Task directions:
When a line below contains the word "stored", copy that line.

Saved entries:
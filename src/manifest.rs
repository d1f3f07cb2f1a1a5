use crate::config::{Access, Config};
use crate::keys::ApplicationKey;
use jsonwebtoken::{Algorithm, Header};
use serde::{Deserialize, Serialize};
use std::collections::BTreeMap;
use std::path::{Path, PathBuf};
use thiserror::Error;

#[derive(Error, Debug)]
pub enum Error {
    #[error("failed to sign manifest: {0}")]
    Jwt(#[from] jsonwebtoken::errors::Error),
    #[error(transparent)]
    SerdeJson(#[from] serde_json::Error),
    #[error("failed to write manifest `{0}`: {1}")]
    Write(PathBuf, #[source] std::io::Error),
}

pub type Result<T> = core::result::Result<T, Error>;

#[derive(Clone, Debug, PartialEq, Eq, Serialize, Deserialize)]
pub struct Permission {
    pub access: Access,
    pub r#type: String,
    pub description: String,
}

#[derive(Serialize)]
struct Package<'a> {
    public_key: &'a str,
    #[serde(flatten)]
    fields: &'a BTreeMap<String, String>,
    permissions: &'a BTreeMap<String, Permission>,
    jwt: String,
}

/// The application's declared identity and permission set, projected from the
/// configuration.
///
/// [`package`](Manifest::package) is deterministic: maps are sorted and the
/// RS256 signature is deterministic per key, so identical configuration
/// yields byte-identical output. That property is what makes
/// [`verify`](Manifest::verify) a plain string comparison.
#[derive(Clone, Debug, PartialEq, Eq, Serialize)]
pub struct Manifest {
    pub application_base_url: String,
    pub fields: BTreeMap<String, String>,
    pub permissions: BTreeMap<String, Permission>,
}

impl Manifest {
    pub fn from_config(config: &Config) -> Self {
        Self {
            application_base_url: config.base_url().to_string(),
            fields: config.manifest_fields.clone(),
            permissions: config.permissions.clone(),
        }
    }
    /// Serializes the signed, publishable form: the public key, the manifest
    /// fields, the permission map, and a JWT of fields + permissions that a
    /// remote party can verify with the embedded key.
    pub fn package(&self, key: &ApplicationKey) -> Result<String> {
        let mut claims = serde_json::Map::new();
        for (name, value) in &self.fields {
            claims.insert(name.clone(), serde_json::Value::String(value.clone()));
        }
        claims.insert(String::from("permissions"), serde_json::to_value(&self.permissions)?);
        let jwt = jsonwebtoken::encode(&Header::new(Algorithm::RS256), &claims, key.encoding_key())?;
        Ok(serde_json::to_string(&Package {
            public_key: key.public_key_pem(),
            fields: &self.fields,
            permissions: &self.permissions,
            jwt,
        })?)
    }
    /// Compares a previously published package against the current
    /// configuration. Any failure to produce the current package counts as
    /// "not verified" rather than an error.
    pub fn verify(&self, published: &str, key: &ApplicationKey) -> bool {
        self.package(key).map_or(false, |current| current == published)
    }
    pub fn write_to(&self, path: &Path, key: &ApplicationKey) -> Result<()> {
        let package = self.package(key)?;
        std::fs::write(path, package).map_err(|e| Error::Write(path.to_path_buf(), e))
    }
}

#[cfg(test)]
mod tests {
    use super::*;
    use crate::config::test_config;
    use jsonwebtoken::{DecodingKey, Validation};

    fn decode_claims(jwt: &str, public_key_pem: &str) -> serde_json::Value {
        let mut validation = Validation::new(Algorithm::RS256);
        validation.validate_exp = false;
        validation.required_spec_claims.clear();
        jsonwebtoken::decode::<serde_json::Value>(
            jwt,
            &DecodingKey::from_rsa_pem(public_key_pem.as_bytes()).expect("public key should parse"),
            &validation,
        )
        .expect("jwt should decode with the embedded key")
        .claims
    }

    #[test]
    fn generated_manifest_carries_the_base_url() {
        let config = test_config(false);
        let manifest = Manifest::from_config(&config);
        assert_eq!(manifest.application_base_url, "https://chubbi.es:443/");
    }

    #[test]
    fn package_embeds_the_public_key() {
        let config = test_config(false);
        let package = Manifest::from_config(&config).package(config.key()).unwrap();
        let parsed: serde_json::Value = serde_json::from_str(&package).unwrap();
        let public_key = parsed["public_key"].as_str().unwrap();
        assert!(public_key.starts_with("-----BEGIN PUBLIC KEY-----"));
        assert!(!parsed["jwt"].as_str().unwrap().is_empty());
    }

    #[test]
    fn jwt_claims_contain_every_field_and_permission() {
        let config = test_config(false);
        let manifest = Manifest::from_config(&config);
        let package = manifest.package(config.key()).unwrap();
        let parsed: serde_json::Value = serde_json::from_str(&package).unwrap();
        let claims = decode_claims(parsed["jwt"].as_str().unwrap(), config.key().public_key_pem());

        for (name, value) in &manifest.fields {
            assert_eq!(claims[name].as_str(), Some(value.as_str()), "field {name}");
        }
        let permissions = claims["permissions"].as_object().unwrap();
        assert_eq!(permissions.len(), manifest.permissions.len());
        for (name, permission) in &manifest.permissions {
            assert_eq!(permissions[name], serde_json::to_value(permission).unwrap());
        }
    }

    #[test]
    fn package_is_deterministic() {
        let config = test_config(false);
        let manifest = Manifest::from_config(&config);
        assert_eq!(
            manifest.package(config.key()).unwrap(),
            manifest.package(config.key()).unwrap()
        );
    }

    #[test]
    fn verify_accepts_its_own_output() {
        let config = test_config(false);
        let manifest = Manifest::from_config(&config);
        let package = manifest.package(config.key()).unwrap();
        assert!(manifest.verify(&package, config.key()));
    }

    #[test]
    fn verify_rejects_a_different_document() {
        let config = test_config(false);
        let manifest = Manifest::from_config(&config);
        assert!(!manifest.verify(r#"{"a":"b"}"#, config.key()));
    }
}
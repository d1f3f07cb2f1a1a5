use super::{AccessTokenStore, AccountStore, ResourceServerStore, SimpleStore};
use crate::resource_server::ResourceServer;
use crate::types::{AccessToken, AccountId};
use std::collections::HashMap;
use std::convert::Infallible;
use std::fmt::Debug;
use std::hash::Hash;
use std::sync::{Arc, Mutex};

pub struct MemorySimpleStore<K, V> {
    store: Arc<Mutex<HashMap<K, V>>>,
}

impl<K, V> Default for MemorySimpleStore<K, V> {
    fn default() -> Self {
        Self { store: Arc::new(Mutex::new(HashMap::new())) }
    }
}

impl<K, V> SimpleStore<K, V> for MemorySimpleStore<K, V>
where
    K: Debug + Eq + Hash + Send + Sync + 'static,
    V: Debug + Clone + Send + Sync + 'static,
{
    type Error = Infallible;

    async fn get(&self, key: &K) -> Result<Option<V>, Self::Error> {
        Ok(self.store.lock().expect("lock should never be poisoned").get(key).cloned())
    }
    async fn set(&self, key: K, value: V) -> Result<(), Self::Error> {
        self.store.lock().expect("lock should never be poisoned").insert(key, value);
        Ok(())
    }
    async fn del(&self, key: &K) -> Result<(), Self::Error> {
        self.store.lock().expect("lock should never be poisoned").remove(key);
        Ok(())
    }
    async fn clear(&self) -> Result<(), Self::Error> {
        self.store.lock().expect("lock should never be poisoned").clear();
        Ok(())
    }
}

pub type MemoryResourceServerStore = MemorySimpleStore<String, ResourceServer>;

impl ResourceServerStore for MemoryResourceServerStore {}

pub type MemoryAccessTokenStore = MemorySimpleStore<AccountId, AccessToken>;

impl AccessTokenStore for MemoryAccessTokenStore {}

/// Accounts identified directly by their handle.
#[derive(Default)]
pub struct MemoryAccountStore {
    handles: Arc<Mutex<HashMap<String, AccountId>>>,
}

impl AccountStore for MemoryAccountStore {
    type Error = Infallible;

    async fn find_or_create_by_handle(&self, handle: &str) -> Result<AccountId, Self::Error> {
        let mut handles = self.handles.lock().expect("lock should never be poisoned");
        Ok(handles.entry(handle.to_string()).or_insert_with(|| AccountId::new(handle)).clone())
    }
}
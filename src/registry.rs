use crate::config::Config;
use crate::error::{Error, Result};
use crate::http_client::HttpClient;
use crate::resource_server::ResourceServer;
use crate::store::ResourceServerStore;
use crate::types::{RegistrationRequest, RegistrationResponse, RegistrationType};
use crate::utils::generate_nonce;
use base64::engine::general_purpose::STANDARD;
use base64::Engine;
use chrono::Utc;
use http::{header, Method, Request};
use std::sync::Arc;

/// Looks up known pods by host and performs the registration handshake with
/// unknown ones, persisting the issued client credentials.
pub struct Registry<S, T>
where
    S: ResourceServerStore,
    T: HttpClient + Send + Sync + 'static,
{
    config: Arc<Config>,
    store: S,
    http_client: Arc<T>,
}

impl<S, T> Registry<S, T>
where
    S: ResourceServerStore + Send + Sync,
    T: HttpClient + Send + Sync + 'static,
{
    pub fn new(config: Arc<Config>, store: S, http_client: Arc<T>) -> Self {
        Self { config, store, http_client }
    }
    /// Returns the stored record for `host`, registering first if none exists.
    pub async fn resolve(&self, host: &str) -> Result<ResourceServer> {
        if let Some(server) = self
            .store
            .get(&host.to_string())
            .await
            .map_err(|e| Error::ResourceServerStore(Box::new(e)))?
        {
            return Ok(server);
        }
        self.register(host).await
    }
    /// Performs the `client_associate` handshake with `host` and persists the
    /// resulting credential pair, replacing any previously stored pair.
    pub async fn register(&self, host: &str) -> Result<ResourceServer> {
        let mut server = ResourceServer::new(host);
        let body = register_body(&self.config, &server);
        let request = Request::builder()
            .uri(server.registration_endpoint(&self.config))
            .method(Method::POST)
            .header(header::CONTENT_TYPE, "application/json")
            .body(serde_json::to_vec(&body)?)?;
        let response = self.http_client.send_http(request).await.map_err(Error::HttpClient)?;
        if !response.status().is_success() {
            return Err(Error::Registration(
                String::from_utf8_lossy(response.body()).into_owned(),
            ));
        }
        let Ok(credentials) = serde_json::from_slice::<RegistrationResponse>(response.body())
        else {
            return Err(Error::Registration(
                String::from_utf8_lossy(response.body()).into_owned(),
            ));
        };
        server.client_id = credentials.client_id;
        server.client_secret = credentials.client_secret;
        server.registered_at = Some(Utc::now());
        self.store
            .set(server.host.clone(), server.clone())
            .await
            .map_err(|e| Error::ResourceServerStore(Box::new(e)))?;
        Ok(server)
    }
}

/// The canonical byte sequence a pod verifies against the signature to
/// authenticate the application without a prior shared secret. The timestamp
/// and nonce bound replay; checking them is the pod's responsibility.
pub(crate) fn signable_string(
    config: &Config,
    server: &ResourceServer,
    at: i64,
    nonce: &str,
) -> String {
    [config.base_url(), &server.url(config), &at.to_string(), nonce].join(";")
}

/// A registration body with a fresh timestamp and nonce.
pub(crate) fn register_body(config: &Config, server: &ResourceServer) -> RegistrationRequest {
    let signable = signable_string(config, server, Utc::now().timestamp(), &generate_nonce());
    register_body_for(config, &signable)
}

fn register_body_for(config: &Config, signable: &str) -> RegistrationRequest {
    RegistrationRequest {
        r#type: RegistrationType::ClientAssociate,
        signed_string: STANDARD.encode(signable),
        signature: STANDARD.encode(config.key().sign(signable.as_bytes())),
    }
}

#[cfg(test)]
mod tests {
    use super::*;
    use crate::config::test_config;
    use crate::store::memory::MemoryResourceServerStore;
    use crate::store::SimpleStore;
    use http::{Response, StatusCode};
    use std::sync::atomic::{AtomicUsize, Ordering};
    use std::sync::Mutex;

    struct MockClient {
        status: StatusCode,
        body: Vec<u8>,
        requests: Mutex<Vec<Request<Vec<u8>>>>,
        calls: AtomicUsize,
    }

    impl MockClient {
        fn returning(status: StatusCode, body: impl Into<Vec<u8>>) -> Self {
            Self {
                status,
                body: body.into(),
                requests: Mutex::new(Vec::new()),
                calls: AtomicUsize::new(0),
            }
        }
    }

    #[async_trait::async_trait]
    impl HttpClient for MockClient {
        async fn send_http(
            &self,
            request: Request<Vec<u8>>,
        ) -> core::result::Result<
            Response<Vec<u8>>,
            Box<dyn std::error::Error + Send + Sync + 'static>,
        > {
            self.calls.fetch_add(1, Ordering::SeqCst);
            self.requests.lock().unwrap().push(request);
            Response::builder().status(self.status).body(self.body.clone()).map_err(Into::into)
        }
    }

    fn registry(
        client: Arc<MockClient>,
        store: MemoryResourceServerStore,
    ) -> Registry<MemoryResourceServerStore, MockClient> {
        Registry::new(Arc::new(test_config(false)), store, client)
    }

    #[tokio::test]
    async fn register_posts_to_the_token_endpoint_and_persists() {
        let client = Arc::new(MockClient::returning(
            StatusCode::OK,
            r#"{"client_id":"aofosdjfg","client_secret":"aosfjosdigh"}"#,
        ));
        let store = MemoryResourceServerStore::default();
        let registry = registry(client.clone(), store);

        let server = registry.register("lygneop.od").await.expect("registration should succeed");
        assert_eq!(server.client_id, "aofosdjfg");
        assert_eq!(server.client_secret, "aosfjosdigh");
        assert!(server.registered_at.is_some());

        let requests = client.requests.lock().unwrap();
        assert_eq!(requests.len(), 1);
        assert_eq!(requests[0].uri().to_string(), "https://lygneop.od:443/oauth/token");
        assert_eq!(requests[0].method(), Method::POST);
        let body: serde_json::Value = serde_json::from_slice(requests[0].body()).unwrap();
        assert_eq!(body["type"], "client_associate");
    }

    #[tokio::test]
    async fn register_surfaces_the_pod_error_body() {
        let client = Arc::new(MockClient::returning(
            StatusCode::UNPROCESSABLE_ENTITY,
            "Error message from the pod",
        ));
        let registry = registry(client, MemoryResourceServerStore::default());

        let err = registry.register("lygneop.od").await.expect_err("registration should fail");
        match err {
            Error::Registration(message) => assert_eq!(message, "Error message from the pod"),
            other => panic!("unexpected error: {other:?}"),
        }
    }

    #[tokio::test]
    async fn register_rejects_a_malformed_success_body() {
        let client = Arc::new(MockClient::returning(StatusCode::OK, "not json"));
        let registry = registry(client, MemoryResourceServerStore::default());

        let err = registry.register("lygneop.od").await.expect_err("registration should fail");
        assert!(matches!(err, Error::Registration(_)));
    }

    #[tokio::test]
    async fn resolve_skips_the_network_for_a_known_host() {
        let client = Arc::new(MockClient::returning(StatusCode::OK, ""));
        let store = MemoryResourceServerStore::default();
        let mut registered = ResourceServer::new("pod.example");
        registered.client_id = String::from("id");
        registered.client_secret = String::from("secret");
        registered.registered_at = Some(Utc::now());
        store.set(registered.host.clone(), registered.clone()).await.unwrap();
        let registry = registry(client.clone(), store);

        let server = registry.resolve("pod.example").await.expect("lookup should succeed");
        assert_eq!(server, registered);
        assert_eq!(client.calls.load(Ordering::SeqCst), 0);
    }

    #[test]
    fn signable_string_shape() {
        let config = test_config(false);
        let server = ResourceServer::new("pod.example");
        assert_eq!(
            signable_string(&config, &server, 1_234_567, "nonce"),
            "https://chubbi.es:443/;https://pod.example:443;1234567;nonce"
        );
    }

    #[test]
    fn register_body_encodes_string_and_signature() {
        let config = test_config(false);
        let body = register_body_for(&config, "asdfas");
        assert!(matches!(body.r#type, RegistrationType::ClientAssociate));
        assert_eq!(body.signed_string, STANDARD.encode("asdfas"));
        assert_eq!(body.signature, STANDARD.encode(config.key().sign(b"asdfas")));
    }

    #[test]
    fn register_body_uses_fresh_nonces() {
        let config = test_config(false);
        let server = ResourceServer::new("pod.example");
        let first = register_body(&config, &server);
        let second = register_body(&config, &server);
        assert_ne!(first.signed_string, second.signed_string);
    }
}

Reply to the exercise:
    /// Returns the stored record for `host`, registering first if none exists.
    /// resulting credential pair, replacing any previously stored pair.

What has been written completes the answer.